Liberals, he argues, must repudiate the politics of identity because it undermines the pursuit of the common good to which American liberalism is properly directed. Identity liberalism divides Americans into groups—women, African-Americans, Latinos, LGBT Americans, Native Americans, Asian-Americans, and on and on. It nourishes a “resentful, disuniting rhetoric of difference” that defines membership in terms of distinctive narratives of victimhood, and confers status in proportion to the magnitude of the oppression one claims to have suffered under the hegemonic sway of white, male structures of power. Propelled by America’s colleges and universities—which, Lilla observes, have replaced political clubs and shop floors as the incubators of liberal political leaders—identity liberalism has abandoned the political mission of bringing fellow citizens together in favor of the evangelical one of extracting professions of faith and punishing heretics, apostates, and infidels.
Disappointingly for an author whose purpose is to rouse fellow liberals to action, Lilla offers no proposal for reforming our colleges and universities, which he blames for indoctrinating students in identity politics dogma.
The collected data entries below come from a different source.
//! End-to-end compilation through the public driver.

#![allow(clippy::unwrap_used)]

use std::rc::Rc;

use pretty_assertions::assert_eq;
use ts2c::codegen::{
    Bottom, CallResolver, Code, Header, LowerCx, Lowered, Main, Plugin, Preset,
};
use ts2c::codegen::runtime::StaticHeader;
use ts2c::diagnostic::ErrorCode;
use ts2c::{compile, CompileError, CompileOptions};
use ts2c_ir::{Ast, CallSite, NodeId, StringInterner};
use ts2c_types::{InferenceError, NativeType, TypeQuery};

fn compile_ok(source: &str) -> String {
    let output = compile(source, &CompileOptions::default()).unwrap();
    assert!(output.success, "{:?}", output.diagnostics);
    output.code
}

#[track_caller]
fn assert_lines_in_order(code: &str, expected: &[&str]) {
    let mut rest = code;
    for line in expected {
        match rest.find(line) {
            Some(at) => rest = &rest[at + line.len()..],
            None => panic!("`{line}` missing (or out of order) in:\n{code}"),
        }
    }
}

#[test]
fn test_integer_expression() {
    assert_eq!(
        compile_ok("const result = 3 + 4;"),
        "#include <stdint.h>\n\nint16_t result;\n\nint main(void) {\n    result = 3 + 4;\n    return 0;\n}\n"
    );
}

#[test]
fn test_push_returns_new_size() {
    let code = compile_ok("let a = [];\na.push(10);\nconst result = a.push(2);");
    assert_lines_in_order(&code, &["ARRAY_PUSH(a, 10);", "ARRAY_PUSH(a, 2);", "result = a->size;"]);
}

#[test]
fn test_float_arithmetic() {
    let code = compile_ok("const a = 45.97, b = 4.32;\nconst result = a + b;\nconsole.log(result);");
    assert_lines_in_order(&code, &["float result;", "result = a + b;", "printf(\"%f\\n\", result);"]);
}

#[test]
fn test_string_number_comparison() {
    let code = compile_ok("let s = \"10\";\nconst result = s == 2 * 5;");
    assert!(code.contains("result = str_int16_t_cmp(s, 2 * 5) == 0;"), "{code}");
}

#[test]
fn test_object_literal() {
    let code = compile_ok("const result = { hello: \"World\" };\nconsole.log(result);");
    assert_lines_in_order(
        &code,
        &[
            "struct result_t {",
            "result->hello = \"World\";",
            r#"printf("{ \"hello\": \"%s\" }\n", result->hello);"#,
        ],
    );
}

#[test]
fn test_shift_then_length() {
    let code = compile_ok("let a = [1, 2, 3];\na.shift();\nconst result = a.length;");
    assert_lines_in_order(&code, &["ARRAY_REMOVE(a, 0, 1);", "result = a->size;"]);
}

#[test]
fn test_locally_owned_string_is_freed() {
    let code = compile_ok(
        "function greet(n) {\n    let s = \"n=\" + n;\n    console.log(s);\n}\ngreet(3);",
    );
    assert_lines_in_order(
        &code,
        &[
            "void greet(int16_t n) {",
            "malloc(",
            "s = tmp_string;",
            "printf(",
            "free((void *)tmp_string);",
            "}",
        ],
    );
}

#[test]
fn test_incompatible_types_fail_without_boxed_stores() {
    let output = compile("let x = 1;\nx = \"s\";\nx++;", &CompileOptions::default()).unwrap();
    assert!(!output.success);
    let codes: Vec<ErrorCode> = output.diagnostics.iter().map(|d| d.code).collect();
    assert_eq!(codes, vec![ErrorCode::E2002]);
    assert!(!output.code.contains("x = 1;"), "{}", output.code);
    assert!(!output.code.contains("x = \"s\";"), "{}", output.code);
    assert!(!output.code.contains("x++"), "{}", output.code);
}

#[test]
fn test_dict_key_built_in_a_loop_is_not_freed_there() {
    let code = compile_ok("let m = {};\nfor (let i = 0; i < 3; i++) {\n    m[\"k\" + i] = i;\n}");
    let body = &code[code.find("for (").unwrap()..];
    let body = &body[..body.find("\n    }").unwrap()];
    assert!(body.contains("DICT_SET(m, tmp_string, i);"), "{code}");
    assert!(!body.contains("free((void *)tmp_string);"), "{code}");
}

#[test]
fn test_parse_errors_stop_early() {
    let output = compile("let = ;", &CompileOptions::default()).unwrap();
    assert!(!output.success);
    assert!(output.code.is_empty());
    assert!(!output.diagnostics.is_empty());
}

#[test]
fn test_divergent_inference_aborts() {
    let options = CompileOptions {
        max_fixpoint_iterations: Some(5),
        ..CompileOptions::default()
    };
    let err = compile("let a = [];\na.push(a);", &options).unwrap_err();
    assert_eq!(
        err,
        CompileError::Inference(InferenceError::FixpointDiverged { iterations: 5 })
    );
    assert_eq!(err.to_diagnostic().code, ErrorCode::E9002);
}

/// `millis()` and `digitalWrite(pin, value)` on a board with an `LED`.
struct BoardApi;

impl CallResolver for BoardApi {
    fn matches(&self, _ast: &Ast, _types: &dyn TypeQuery, site: &CallSite) -> bool {
        site.is_function("millis") || site.is_function("digitalWrite")
    }

    fn return_type(&self, _ast: &Ast, _types: &dyn TypeQuery, site: &CallSite) -> NativeType {
        if site.is_function("millis") {
            NativeType::native("uint32_t")
        } else {
            NativeType::VOID
        }
    }

    fn lower(&self, cx: &mut LowerCx<'_>, site: &CallSite) -> Lowered {
        cx.require("board");
        let mut hoisted = Vec::new();
        let args: Vec<String> = site.args.iter().map(|&arg| cx.text(arg, &mut hoisted)).collect();
        let name = site.function.unwrap_or("millis");
        Code::with_hoisted(format!("{name}({})", args.join(", ")), hoisted).boxed()
    }
}

impl Plugin for BoardApi {
    fn declare_types(&self, ast: &Ast, interner: &StringInterner, node: NodeId) -> Option<NativeType> {
        let site = CallSite::from_node(ast, interner, node)?;
        site.is_function("millis").then(|| NativeType::native("uint32_t"))
    }

    fn globals(&self) -> &[&str] {
        &["LED"]
    }
}

struct BoardInit;

impl Main for BoardInit {
    fn render(&self) -> String {
        "board_init();".to_string()
    }
}

struct Watchdog;

impl Bottom for Watchdog {
    fn name(&self) -> &str {
        "on_idle"
    }

    fn render(&self) -> String {
        "watchdog_kick();".to_string()
    }
}

struct Board;

impl Preset for Board {
    fn headers(&self) -> Vec<Rc<dyn Header>> {
        vec![Rc::new(StaticHeader::new("board", "#include <board.h>", &[]))]
    }

    fn plugins(&self) -> Vec<Rc<dyn Plugin>> {
        vec![Rc::new(BoardApi)]
    }

    fn mains(&self) -> Vec<Rc<dyn Main>> {
        vec![Rc::new(BoardInit)]
    }

    fn bottoms(&self) -> Vec<Rc<dyn Bottom>> {
        vec![Rc::new(Watchdog)]
    }
}

#[test]
fn test_board_preset() {
    let options = CompileOptions {
        presets: vec![Rc::new(Board)],
        ..CompileOptions::default()
    };
    let output = compile("let t = millis();\ndigitalWrite(LED, 1);", &options).unwrap();
    assert!(output.success, "{:?}", output.diagnostics);
    assert_lines_in_order(
        &output.code,
        &[
            "#include <board.h>",
            "uint32_t t;",
            "void on_idle(void) {",
            "    watchdog_kick();",
            "}",
            "int main(void) {",
            "    board_init();",
            "    t = millis();",
            "    digitalWrite(LED, 1);",
            "    return 0;",
        ],
    );
}

#[test]
fn test_without_preset_board_calls_are_plain() {
    let output = compile("digitalWrite(13, 1);", &CompileOptions::default()).unwrap();
    assert!(output.code.contains("    digitalWrite(13, 1);"), "{}", output.code);
    assert!(!output.code.contains("board.h"));
}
But he does sketch the larger political goal: a “more civic-minded liberalism” that cultivates a shared appreciation of the rights and responsibilities that all America citizens share and which encourages individuals to undertake “the hard and unglamorous task of persuading people very different from themselves to join a common effort.”
The reply from the establishment left to Lilla’s brief for less victim politics and more retail politics was swift and sure. To mark publication last week of “The Once and Future Liberal,” the New York Times published a review by Yale University History Professor Beverly Gage that dismissed Lilla’s critique as “trolling disguised as erudition.” Finding nothing bad to say about identity liberalism except to wonder why it hasn’t generated more marchers, Gage sent Times readers on their way with a clear conscience to continue to exhaust themselves in venting fury against Trump’s daily outrages.
The serious criticism of Lilla is twofold. First, while holding aloft the idea of a common citizenship, he lapses from time to time into an illiberal politics of friends and enemies revolving around a fundamental antagonism between right and left. Conservatives, in Lilla’s account, are simple-minded, selfish, and anti-political; indifferent to the plight of those not like them; and oblivious of the claims of culture and nation. To assert that “a vote for Trump was a betrayal of citizenship, not an exercise of it” is—in lockstep with the purveyors of identity liberalism—to smear nearly half of your fellow citizens as traitors.
Second, Lilla propagates a basic misunderstanding about the liberalism he laudably sets out to save. That liberalism is not the antithesis of conservatism, or, at least of that conservatism devoted to liberty, limited government, and democratic politics. Despite his best efforts to ignore or conceal it, the liberalism that he labors to restore has a decisively conservative element, because, as Lilla rightly recognizes, the enduring ground of citizens’ solidarity in America is a shared commitment to a constitutional order that equally protects the individual rights of all.
Sorting these matters out can provoke a useful soul searching for Democrats. And for Republicans who believe that Trump has hijacked their party.